LE SSERAFIM's 'CRAZY' Won't Stop Charting in the UK
The 2024 track has entered the UK Official Physical Singles Chart 56 times — and its comeback-season revival is just getting started

Nearly two years after its release, LE SSERAFIM's 'CRAZY' is still making noise in Britain. The five-member K-pop group's 2024 hit entered the UK Official Physical Singles Chart for the 56th time in the week of April 17–23, cementing a record of sustained chart presence that few K-pop singles have matched on the physically measured UK ranking.
The song landed at number 93 on the Official Physical Singles Chart, which tracks weekly sales of CDs, vinyl records, and other physical music formats — a different metric from the streaming-dominated UK Singles Chart. For a track released in August 2024 to still be moving physical copies on British soil nearly 20 months later is, by any measure, an unusual story.
The Song That Refuses to Quiet Down
'CRAZY' arrived as the title track of LE SSERAFIM's fourth mini album in August 2024. The song captures the dizzying intensity of encountering someone who sends you off-balance — the kind of feeling that blurs the line between exhilaration and unease. Musically, it was built for impact: propulsive production, a hook that lands hard, and choreography that became one of the more discussed performance concepts of that year.
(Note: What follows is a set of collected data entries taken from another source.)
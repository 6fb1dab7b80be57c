use axum::{
    extract::{rejection::JsonRejection, State},
    http::StatusCode,
    response::IntoResponse,
    Json,
};
use tower_sessions::Session;

use crate::{
    model::{
        api::{ErrorDto, MessageDto},
        user::{LoginDto, RegisterDto, UserDto},
    },
    server::{
        controller::util::{get_user::get_user_from_session, rejection::body_error},
        error::Error,
        model::{app::AppState, session::user::SessionUserId},
        service::auth::AuthService,
    },
};

pub static AUTH_TAG: &str = "auth";

/// Create an account and log in as the new user
///
/// # Responses
/// - 201 (Created): The new user, the session now belongs to them
/// - 400 (Bad Request): Malformed body, or name, email or password out of bounds
/// - 409 (Conflict): Email already registered
/// - 500 (Internal Server Error): Database or session failure
#[utoipa::path(
    post,
    path = "/api/v1/auth/register",
    tag = AUTH_TAG,
    request_body = RegisterDto,
    responses(
        (status = 201, description = "Account created, session cookie set", body = UserDto),
        (status = 400, description = "Invalid name, email or password", body = ErrorDto),
        (status = 409, description = "Email already registered", body = ErrorDto),
        (status = 500, description = "Internal server error", body = ErrorDto)
    ),
)]
pub async fn register(
    State(state): State<AppState>,
    session: Session,
    payload: Result<Json<RegisterDto>, JsonRejection>,
) -> Result<impl IntoResponse, Error> {
    let Json(payload) = payload.map_err(body_error)?;

    let user = AuthService::new(&state.db).register(payload).await?;

    session.cycle_id().await?;
    SessionUserId::insert(&session, user.id).await?;

    Ok((StatusCode::CREATED, Json(user)))
}

/// Log in with email and password
///
/// # Responses
/// - 200 (OK): The user, with a fresh session ID
/// - 400 (Bad Request): Malformed body
/// - 401 (Unauthorized): Unknown email or wrong password
/// - 500 (Internal Server Error): Database or session failure
#[utoipa::path(
    post,
    path = "/api/v1/auth/login",
    tag = AUTH_TAG,
    request_body = LoginDto,
    responses(
        (status = 200, description = "Logged in, session cookie set", body = UserDto),
        (status = 400, description = "Malformed request body", body = ErrorDto),
        (status = 401, description = "Unknown email or wrong password", body = ErrorDto),
        (status = 500, description = "Internal server error", body = ErrorDto)
    ),
)]
pub async fn login(
    State(state): State<AppState>,
    session: Session,
    payload: Result<Json<LoginDto>, JsonRejection>,
) -> Result<impl IntoResponse, Error> {
    let Json(payload) = payload.map_err(body_error)?;

    let user = AuthService::new(&state.db).login(payload).await?;

    // New session ID on privilege change
    session.cycle_id().await?;
    SessionUserId::insert(&session, user.id).await?;

    tracing::debug!(user_id = %user.id, "User logged in");

    Ok((StatusCode::OK, Json(user)))
}

/// Log out by clearing the session
///
/// Succeeds whether or not a user was logged in.
#[utoipa::path(
    post,
    path = "/api/v1/auth/logout",
    tag = AUTH_TAG,
    responses(
        (status = 200, description = "Logged out", body = MessageDto),
        (status = 500, description = "Internal server error", body = ErrorDto)
    ),
)]
pub async fn logout(session: Session) -> Result<impl IntoResponse, Error> {
    let maybe_user_id = SessionUserId::get(&session).await?;

    // Only flush sessions which hold a user, there is nothing to delete otherwise
    if maybe_user_id.is_some() {
        session.flush().await?;
    }

    Ok((
        StatusCode::OK,
        Json(MessageDto {
            message: "Logged out".to_string(),
        }),
    ))
}

/// Get the logged in user
///
/// # Responses
/// - 200 (OK): The user bound to the session
/// - 401 (Unauthorized): No session, or its user no longer exists
#[utoipa::path(
    get,
    path = "/api/v1/auth/user",
    tag = AUTH_TAG,
    responses(
        (status = 200, description = "The logged in user", body = UserDto),
        (status = 401, description = "Not logged in", body = ErrorDto),
        (status = 500, description = "Internal server error", body = ErrorDto)
    ),
)]
pub async fn get_user(
    State(state): State<AppState>,
    session: Session,
) -> Result<impl IntoResponse, Error> {
    let user = get_user_from_session(&state, &session).await?;

    Ok((StatusCode::OK, Json(user)))
}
The choreography in particular drew attention far beyond the K-pop fanbase. LE SSERAFIM constructed their 'CRAZY' performance around voguing — a dance style rooted in Black American ballroom culture that emphasizes sharp right-angle movements of the arms and legs combined with model-style runway walking. The group's interpretation brought high-fashion posturing into an idol performance framework, resulting in a stage look that felt genuinely original rather than derivative. Clips of the voguing sections circulated widely, bringing audiences to the song through performance discovery rather than chart tracking alone.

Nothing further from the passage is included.